*** Block opens ***
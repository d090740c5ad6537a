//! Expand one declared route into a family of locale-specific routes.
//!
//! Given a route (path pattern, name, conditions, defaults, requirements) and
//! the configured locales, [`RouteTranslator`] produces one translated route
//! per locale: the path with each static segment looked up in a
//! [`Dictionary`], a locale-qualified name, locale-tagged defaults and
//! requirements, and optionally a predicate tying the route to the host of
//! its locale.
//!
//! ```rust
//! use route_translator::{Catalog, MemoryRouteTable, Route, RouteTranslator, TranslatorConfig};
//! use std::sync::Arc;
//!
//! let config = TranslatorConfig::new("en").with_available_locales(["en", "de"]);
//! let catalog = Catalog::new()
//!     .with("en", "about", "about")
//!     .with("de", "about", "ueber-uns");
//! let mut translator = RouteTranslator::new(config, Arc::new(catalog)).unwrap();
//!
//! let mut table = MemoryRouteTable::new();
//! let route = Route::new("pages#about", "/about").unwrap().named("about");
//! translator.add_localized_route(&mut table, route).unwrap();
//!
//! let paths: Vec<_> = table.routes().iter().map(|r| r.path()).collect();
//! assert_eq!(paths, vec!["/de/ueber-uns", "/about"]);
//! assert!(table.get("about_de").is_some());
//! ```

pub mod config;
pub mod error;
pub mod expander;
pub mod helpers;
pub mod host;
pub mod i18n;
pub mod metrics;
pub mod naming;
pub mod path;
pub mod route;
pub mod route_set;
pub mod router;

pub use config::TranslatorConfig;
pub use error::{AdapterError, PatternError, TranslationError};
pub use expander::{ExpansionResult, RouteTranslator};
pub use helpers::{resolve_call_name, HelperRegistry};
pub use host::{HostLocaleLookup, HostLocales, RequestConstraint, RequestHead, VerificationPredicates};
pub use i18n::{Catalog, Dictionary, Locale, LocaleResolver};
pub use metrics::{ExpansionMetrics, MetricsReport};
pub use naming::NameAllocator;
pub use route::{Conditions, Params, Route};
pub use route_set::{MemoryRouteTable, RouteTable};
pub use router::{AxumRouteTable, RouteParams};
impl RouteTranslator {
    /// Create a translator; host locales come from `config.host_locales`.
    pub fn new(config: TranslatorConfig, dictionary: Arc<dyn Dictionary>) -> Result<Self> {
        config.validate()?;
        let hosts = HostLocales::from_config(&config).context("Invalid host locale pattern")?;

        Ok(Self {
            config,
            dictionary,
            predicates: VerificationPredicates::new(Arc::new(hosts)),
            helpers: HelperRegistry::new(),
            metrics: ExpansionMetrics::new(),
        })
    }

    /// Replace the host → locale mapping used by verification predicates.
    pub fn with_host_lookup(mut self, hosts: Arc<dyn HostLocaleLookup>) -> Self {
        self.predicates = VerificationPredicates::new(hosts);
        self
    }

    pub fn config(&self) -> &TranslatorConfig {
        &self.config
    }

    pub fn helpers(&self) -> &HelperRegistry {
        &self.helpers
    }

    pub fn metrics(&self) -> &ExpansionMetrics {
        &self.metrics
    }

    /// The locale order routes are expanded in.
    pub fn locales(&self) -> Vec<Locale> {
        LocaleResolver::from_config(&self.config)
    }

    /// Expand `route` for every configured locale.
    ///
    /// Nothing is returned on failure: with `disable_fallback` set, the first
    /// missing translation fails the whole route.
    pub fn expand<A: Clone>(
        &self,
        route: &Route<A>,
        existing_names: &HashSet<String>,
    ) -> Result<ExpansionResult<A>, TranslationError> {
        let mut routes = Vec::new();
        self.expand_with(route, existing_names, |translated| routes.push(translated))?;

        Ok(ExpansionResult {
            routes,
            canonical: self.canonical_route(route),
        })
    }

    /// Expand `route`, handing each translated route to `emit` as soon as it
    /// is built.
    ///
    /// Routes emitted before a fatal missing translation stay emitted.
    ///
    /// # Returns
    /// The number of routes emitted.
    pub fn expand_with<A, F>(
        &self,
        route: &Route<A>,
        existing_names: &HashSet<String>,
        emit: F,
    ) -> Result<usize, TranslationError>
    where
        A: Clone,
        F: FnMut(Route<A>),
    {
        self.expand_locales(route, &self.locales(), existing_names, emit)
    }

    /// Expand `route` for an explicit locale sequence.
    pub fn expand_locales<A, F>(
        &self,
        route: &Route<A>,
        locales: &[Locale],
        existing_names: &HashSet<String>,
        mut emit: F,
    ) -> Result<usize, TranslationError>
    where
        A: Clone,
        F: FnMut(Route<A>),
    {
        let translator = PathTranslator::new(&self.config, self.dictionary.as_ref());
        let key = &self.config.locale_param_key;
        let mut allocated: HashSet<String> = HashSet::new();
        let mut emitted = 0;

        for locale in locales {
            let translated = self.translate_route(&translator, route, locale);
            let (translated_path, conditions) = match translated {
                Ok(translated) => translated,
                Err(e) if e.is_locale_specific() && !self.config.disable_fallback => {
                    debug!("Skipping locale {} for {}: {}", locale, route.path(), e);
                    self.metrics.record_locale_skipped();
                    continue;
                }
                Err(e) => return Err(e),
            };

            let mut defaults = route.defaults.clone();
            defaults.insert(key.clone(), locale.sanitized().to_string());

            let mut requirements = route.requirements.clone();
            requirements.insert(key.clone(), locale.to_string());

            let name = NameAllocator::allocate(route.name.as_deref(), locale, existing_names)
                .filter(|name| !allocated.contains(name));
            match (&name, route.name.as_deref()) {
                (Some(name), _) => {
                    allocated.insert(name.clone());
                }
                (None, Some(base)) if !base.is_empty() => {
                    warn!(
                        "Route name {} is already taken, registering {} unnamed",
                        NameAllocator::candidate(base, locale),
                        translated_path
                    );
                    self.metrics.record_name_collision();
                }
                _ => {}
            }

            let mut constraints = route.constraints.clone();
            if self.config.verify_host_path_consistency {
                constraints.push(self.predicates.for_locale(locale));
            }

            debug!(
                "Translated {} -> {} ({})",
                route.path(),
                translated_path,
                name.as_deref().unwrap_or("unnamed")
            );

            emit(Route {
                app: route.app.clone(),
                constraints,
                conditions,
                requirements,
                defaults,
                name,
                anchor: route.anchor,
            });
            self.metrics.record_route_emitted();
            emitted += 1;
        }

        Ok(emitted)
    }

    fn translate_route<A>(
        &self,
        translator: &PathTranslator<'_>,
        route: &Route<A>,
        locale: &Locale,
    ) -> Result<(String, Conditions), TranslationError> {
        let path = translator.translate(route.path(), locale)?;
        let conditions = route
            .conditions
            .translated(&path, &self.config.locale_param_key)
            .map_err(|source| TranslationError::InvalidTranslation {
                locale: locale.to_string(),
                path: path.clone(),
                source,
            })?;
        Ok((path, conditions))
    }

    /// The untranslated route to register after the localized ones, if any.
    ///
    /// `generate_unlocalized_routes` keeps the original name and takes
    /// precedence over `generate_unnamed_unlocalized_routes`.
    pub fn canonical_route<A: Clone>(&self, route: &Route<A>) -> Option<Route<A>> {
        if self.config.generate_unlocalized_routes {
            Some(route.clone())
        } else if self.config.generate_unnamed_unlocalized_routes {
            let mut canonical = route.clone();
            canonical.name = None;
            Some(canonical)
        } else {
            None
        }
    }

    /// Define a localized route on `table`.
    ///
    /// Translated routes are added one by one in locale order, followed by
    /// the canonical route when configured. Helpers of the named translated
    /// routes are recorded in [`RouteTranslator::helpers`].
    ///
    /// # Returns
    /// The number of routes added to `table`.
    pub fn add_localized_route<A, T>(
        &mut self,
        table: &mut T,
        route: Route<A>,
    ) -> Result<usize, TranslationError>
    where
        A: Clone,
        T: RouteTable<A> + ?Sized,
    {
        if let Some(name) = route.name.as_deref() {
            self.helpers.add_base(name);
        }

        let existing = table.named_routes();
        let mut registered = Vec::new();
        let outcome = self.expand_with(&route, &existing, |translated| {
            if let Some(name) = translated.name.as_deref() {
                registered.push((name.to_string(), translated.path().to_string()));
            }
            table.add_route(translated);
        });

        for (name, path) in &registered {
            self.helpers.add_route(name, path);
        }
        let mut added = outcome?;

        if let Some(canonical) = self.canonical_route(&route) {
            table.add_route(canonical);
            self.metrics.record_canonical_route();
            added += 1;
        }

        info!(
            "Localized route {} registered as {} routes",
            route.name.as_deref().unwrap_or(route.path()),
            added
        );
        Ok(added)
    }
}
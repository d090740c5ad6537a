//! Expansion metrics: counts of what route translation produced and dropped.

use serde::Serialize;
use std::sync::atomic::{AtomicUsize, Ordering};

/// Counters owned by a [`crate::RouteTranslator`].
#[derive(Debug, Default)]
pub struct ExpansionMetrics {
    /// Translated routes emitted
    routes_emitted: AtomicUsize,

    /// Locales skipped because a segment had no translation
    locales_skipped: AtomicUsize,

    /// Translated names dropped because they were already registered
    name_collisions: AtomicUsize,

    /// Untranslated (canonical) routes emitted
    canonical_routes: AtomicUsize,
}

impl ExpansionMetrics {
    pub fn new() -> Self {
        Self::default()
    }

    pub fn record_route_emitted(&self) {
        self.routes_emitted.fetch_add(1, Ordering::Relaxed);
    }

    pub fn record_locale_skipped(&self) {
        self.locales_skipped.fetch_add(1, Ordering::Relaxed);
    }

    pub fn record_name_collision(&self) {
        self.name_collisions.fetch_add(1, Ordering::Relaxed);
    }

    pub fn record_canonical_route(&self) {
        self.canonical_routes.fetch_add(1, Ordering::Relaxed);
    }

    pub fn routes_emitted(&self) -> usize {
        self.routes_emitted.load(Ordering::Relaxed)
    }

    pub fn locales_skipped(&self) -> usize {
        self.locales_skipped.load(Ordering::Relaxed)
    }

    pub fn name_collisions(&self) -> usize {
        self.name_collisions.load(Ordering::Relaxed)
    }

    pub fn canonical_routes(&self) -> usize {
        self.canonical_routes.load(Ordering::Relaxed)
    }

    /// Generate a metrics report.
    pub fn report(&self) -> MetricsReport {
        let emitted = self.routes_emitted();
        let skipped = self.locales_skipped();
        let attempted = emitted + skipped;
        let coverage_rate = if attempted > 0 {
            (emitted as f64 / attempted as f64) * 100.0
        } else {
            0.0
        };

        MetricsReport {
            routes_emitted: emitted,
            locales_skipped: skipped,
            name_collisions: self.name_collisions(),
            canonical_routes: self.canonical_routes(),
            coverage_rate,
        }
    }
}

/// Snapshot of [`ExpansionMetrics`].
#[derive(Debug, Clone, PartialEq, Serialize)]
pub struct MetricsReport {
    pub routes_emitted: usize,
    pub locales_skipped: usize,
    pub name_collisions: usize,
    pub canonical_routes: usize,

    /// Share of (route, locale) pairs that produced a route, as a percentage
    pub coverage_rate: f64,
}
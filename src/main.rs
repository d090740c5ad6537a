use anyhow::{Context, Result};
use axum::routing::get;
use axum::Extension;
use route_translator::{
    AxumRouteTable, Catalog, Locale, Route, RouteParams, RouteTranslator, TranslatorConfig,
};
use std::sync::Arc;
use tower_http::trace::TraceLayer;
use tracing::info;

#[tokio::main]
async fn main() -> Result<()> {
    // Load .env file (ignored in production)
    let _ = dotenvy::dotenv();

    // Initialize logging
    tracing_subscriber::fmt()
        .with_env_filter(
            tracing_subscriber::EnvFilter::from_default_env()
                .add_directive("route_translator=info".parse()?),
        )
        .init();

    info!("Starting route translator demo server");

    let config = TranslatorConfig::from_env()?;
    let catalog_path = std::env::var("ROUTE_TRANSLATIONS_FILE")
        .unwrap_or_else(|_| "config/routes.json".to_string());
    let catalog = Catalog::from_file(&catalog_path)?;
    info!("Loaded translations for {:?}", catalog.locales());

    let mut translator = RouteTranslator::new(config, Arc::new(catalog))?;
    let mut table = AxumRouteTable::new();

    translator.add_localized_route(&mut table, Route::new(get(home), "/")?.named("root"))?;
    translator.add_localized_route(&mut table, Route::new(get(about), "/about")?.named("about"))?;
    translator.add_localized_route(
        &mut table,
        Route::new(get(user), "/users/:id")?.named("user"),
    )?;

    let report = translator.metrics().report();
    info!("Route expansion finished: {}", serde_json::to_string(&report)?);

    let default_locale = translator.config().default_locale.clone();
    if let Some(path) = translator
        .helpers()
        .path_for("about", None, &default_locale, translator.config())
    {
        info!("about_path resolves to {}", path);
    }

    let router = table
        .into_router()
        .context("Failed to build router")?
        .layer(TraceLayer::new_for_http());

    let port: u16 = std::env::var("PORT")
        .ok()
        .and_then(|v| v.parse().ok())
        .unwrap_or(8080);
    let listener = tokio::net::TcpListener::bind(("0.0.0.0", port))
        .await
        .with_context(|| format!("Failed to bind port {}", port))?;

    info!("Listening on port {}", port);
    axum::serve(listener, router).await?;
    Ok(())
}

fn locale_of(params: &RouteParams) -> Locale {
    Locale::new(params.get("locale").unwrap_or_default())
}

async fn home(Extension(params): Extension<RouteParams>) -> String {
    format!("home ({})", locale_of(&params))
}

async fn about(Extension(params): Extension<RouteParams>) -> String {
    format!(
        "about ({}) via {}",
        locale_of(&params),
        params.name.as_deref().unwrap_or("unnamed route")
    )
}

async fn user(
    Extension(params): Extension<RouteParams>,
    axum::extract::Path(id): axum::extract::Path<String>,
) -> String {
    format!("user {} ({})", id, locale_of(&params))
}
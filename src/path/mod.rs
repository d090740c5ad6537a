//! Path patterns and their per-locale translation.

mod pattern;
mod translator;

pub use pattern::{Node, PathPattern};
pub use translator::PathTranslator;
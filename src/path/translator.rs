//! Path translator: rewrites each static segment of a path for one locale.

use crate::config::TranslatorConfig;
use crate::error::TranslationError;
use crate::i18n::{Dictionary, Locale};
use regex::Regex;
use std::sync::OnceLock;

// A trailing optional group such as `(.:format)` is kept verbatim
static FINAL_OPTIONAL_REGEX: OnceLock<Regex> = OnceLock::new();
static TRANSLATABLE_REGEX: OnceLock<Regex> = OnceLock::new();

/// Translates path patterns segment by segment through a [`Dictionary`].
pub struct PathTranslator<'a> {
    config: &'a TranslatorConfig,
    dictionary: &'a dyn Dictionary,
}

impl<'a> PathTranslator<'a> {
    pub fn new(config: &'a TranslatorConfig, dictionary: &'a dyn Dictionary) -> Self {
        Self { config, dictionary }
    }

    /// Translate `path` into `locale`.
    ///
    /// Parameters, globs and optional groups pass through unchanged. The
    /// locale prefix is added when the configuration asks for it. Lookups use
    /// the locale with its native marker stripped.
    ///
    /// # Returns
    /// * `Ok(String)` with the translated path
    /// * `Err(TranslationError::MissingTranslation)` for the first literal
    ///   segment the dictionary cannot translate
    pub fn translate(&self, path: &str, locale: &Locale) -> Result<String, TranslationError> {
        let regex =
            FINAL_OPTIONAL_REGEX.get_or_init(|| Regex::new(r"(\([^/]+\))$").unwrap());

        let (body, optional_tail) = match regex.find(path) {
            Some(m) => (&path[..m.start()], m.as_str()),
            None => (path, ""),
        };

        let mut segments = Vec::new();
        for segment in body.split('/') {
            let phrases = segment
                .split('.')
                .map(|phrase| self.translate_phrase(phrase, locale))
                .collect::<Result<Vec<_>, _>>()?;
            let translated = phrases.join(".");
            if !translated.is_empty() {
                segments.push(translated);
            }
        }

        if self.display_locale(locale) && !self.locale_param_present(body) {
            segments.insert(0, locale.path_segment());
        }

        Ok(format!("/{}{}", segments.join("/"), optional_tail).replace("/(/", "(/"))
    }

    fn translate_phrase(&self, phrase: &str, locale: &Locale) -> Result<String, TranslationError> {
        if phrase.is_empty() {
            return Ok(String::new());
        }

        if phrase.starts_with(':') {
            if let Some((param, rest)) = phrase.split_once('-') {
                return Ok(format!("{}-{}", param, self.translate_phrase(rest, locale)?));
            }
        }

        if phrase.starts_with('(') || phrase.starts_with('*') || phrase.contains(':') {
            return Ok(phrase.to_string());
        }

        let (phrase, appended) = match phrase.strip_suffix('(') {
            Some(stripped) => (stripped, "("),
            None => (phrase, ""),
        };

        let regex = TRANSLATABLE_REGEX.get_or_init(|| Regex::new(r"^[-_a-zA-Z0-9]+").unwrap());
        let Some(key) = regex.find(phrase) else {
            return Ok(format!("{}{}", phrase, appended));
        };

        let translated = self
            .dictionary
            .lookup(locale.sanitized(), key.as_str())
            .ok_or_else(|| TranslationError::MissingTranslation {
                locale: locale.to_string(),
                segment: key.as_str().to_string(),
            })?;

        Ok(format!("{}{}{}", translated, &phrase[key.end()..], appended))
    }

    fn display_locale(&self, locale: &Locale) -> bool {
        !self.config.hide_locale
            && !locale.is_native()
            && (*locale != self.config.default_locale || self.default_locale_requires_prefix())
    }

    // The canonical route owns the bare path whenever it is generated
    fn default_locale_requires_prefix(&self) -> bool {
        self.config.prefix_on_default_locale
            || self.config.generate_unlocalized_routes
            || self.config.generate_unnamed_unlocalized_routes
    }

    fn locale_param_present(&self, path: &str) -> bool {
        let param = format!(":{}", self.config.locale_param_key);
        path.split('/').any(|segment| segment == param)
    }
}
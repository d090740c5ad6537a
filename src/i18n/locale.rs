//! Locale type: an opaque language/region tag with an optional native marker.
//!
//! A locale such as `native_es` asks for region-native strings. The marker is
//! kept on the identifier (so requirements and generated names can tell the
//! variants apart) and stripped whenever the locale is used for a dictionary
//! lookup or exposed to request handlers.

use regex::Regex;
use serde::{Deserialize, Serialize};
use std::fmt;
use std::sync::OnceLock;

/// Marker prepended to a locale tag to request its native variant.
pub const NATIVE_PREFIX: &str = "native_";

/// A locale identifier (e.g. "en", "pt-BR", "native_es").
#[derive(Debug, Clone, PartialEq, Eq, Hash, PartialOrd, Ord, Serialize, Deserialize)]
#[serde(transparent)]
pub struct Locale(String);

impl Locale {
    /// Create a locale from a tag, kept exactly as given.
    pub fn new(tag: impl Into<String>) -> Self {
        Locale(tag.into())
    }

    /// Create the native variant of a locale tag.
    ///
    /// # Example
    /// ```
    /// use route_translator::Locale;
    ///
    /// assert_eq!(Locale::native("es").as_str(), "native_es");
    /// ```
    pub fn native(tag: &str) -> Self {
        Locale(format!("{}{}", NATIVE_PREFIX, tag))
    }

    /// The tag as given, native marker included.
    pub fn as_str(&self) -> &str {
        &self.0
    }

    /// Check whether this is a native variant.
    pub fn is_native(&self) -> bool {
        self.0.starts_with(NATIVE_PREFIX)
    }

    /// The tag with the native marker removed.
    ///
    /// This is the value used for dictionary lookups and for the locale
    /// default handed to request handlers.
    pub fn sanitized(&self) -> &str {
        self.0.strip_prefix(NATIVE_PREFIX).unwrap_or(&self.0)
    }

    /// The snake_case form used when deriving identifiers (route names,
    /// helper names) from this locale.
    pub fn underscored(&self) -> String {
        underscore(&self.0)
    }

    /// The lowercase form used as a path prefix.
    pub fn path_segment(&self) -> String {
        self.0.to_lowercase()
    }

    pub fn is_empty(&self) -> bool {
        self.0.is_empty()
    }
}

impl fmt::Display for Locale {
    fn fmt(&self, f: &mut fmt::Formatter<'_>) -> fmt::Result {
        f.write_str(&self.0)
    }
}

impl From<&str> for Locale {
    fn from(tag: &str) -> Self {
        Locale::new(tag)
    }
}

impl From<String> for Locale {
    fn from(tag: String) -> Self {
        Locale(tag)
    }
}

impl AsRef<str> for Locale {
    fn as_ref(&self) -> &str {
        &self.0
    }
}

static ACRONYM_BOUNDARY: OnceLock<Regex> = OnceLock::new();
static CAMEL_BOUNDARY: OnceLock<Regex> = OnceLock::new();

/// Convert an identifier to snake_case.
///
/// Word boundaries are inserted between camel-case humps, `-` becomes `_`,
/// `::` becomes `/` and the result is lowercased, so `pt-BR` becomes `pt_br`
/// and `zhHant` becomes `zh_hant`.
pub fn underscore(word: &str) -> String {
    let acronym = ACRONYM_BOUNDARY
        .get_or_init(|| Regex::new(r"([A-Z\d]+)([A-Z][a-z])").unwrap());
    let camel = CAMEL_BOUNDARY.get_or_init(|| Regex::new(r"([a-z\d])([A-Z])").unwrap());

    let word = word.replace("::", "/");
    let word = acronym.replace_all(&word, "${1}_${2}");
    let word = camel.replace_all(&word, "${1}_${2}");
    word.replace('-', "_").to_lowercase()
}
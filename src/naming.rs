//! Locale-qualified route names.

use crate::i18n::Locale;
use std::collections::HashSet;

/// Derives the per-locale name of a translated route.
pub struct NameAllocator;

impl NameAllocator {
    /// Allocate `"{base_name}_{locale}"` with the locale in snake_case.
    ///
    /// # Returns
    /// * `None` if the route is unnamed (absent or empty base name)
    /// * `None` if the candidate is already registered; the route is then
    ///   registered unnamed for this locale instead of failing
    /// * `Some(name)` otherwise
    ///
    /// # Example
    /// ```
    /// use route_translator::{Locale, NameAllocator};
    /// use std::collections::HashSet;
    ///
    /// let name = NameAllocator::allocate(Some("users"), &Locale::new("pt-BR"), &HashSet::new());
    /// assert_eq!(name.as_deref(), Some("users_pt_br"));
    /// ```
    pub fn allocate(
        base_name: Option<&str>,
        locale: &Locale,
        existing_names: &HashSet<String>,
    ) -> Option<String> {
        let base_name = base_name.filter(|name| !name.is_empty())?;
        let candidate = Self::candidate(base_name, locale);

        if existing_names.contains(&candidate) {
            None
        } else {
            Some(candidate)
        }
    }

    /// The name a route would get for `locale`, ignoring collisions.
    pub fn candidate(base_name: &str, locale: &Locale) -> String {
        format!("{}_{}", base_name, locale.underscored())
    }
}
*** Block closes ***
» **INSTRUCTIONS FOR THE TASK**: Your task is to list each line of the records with the word "listener".

» **RESULT**:
    let listener = tokio::net::TcpListener::bind(("0.0.0.0", port))
    axum::serve(listener, router).await?;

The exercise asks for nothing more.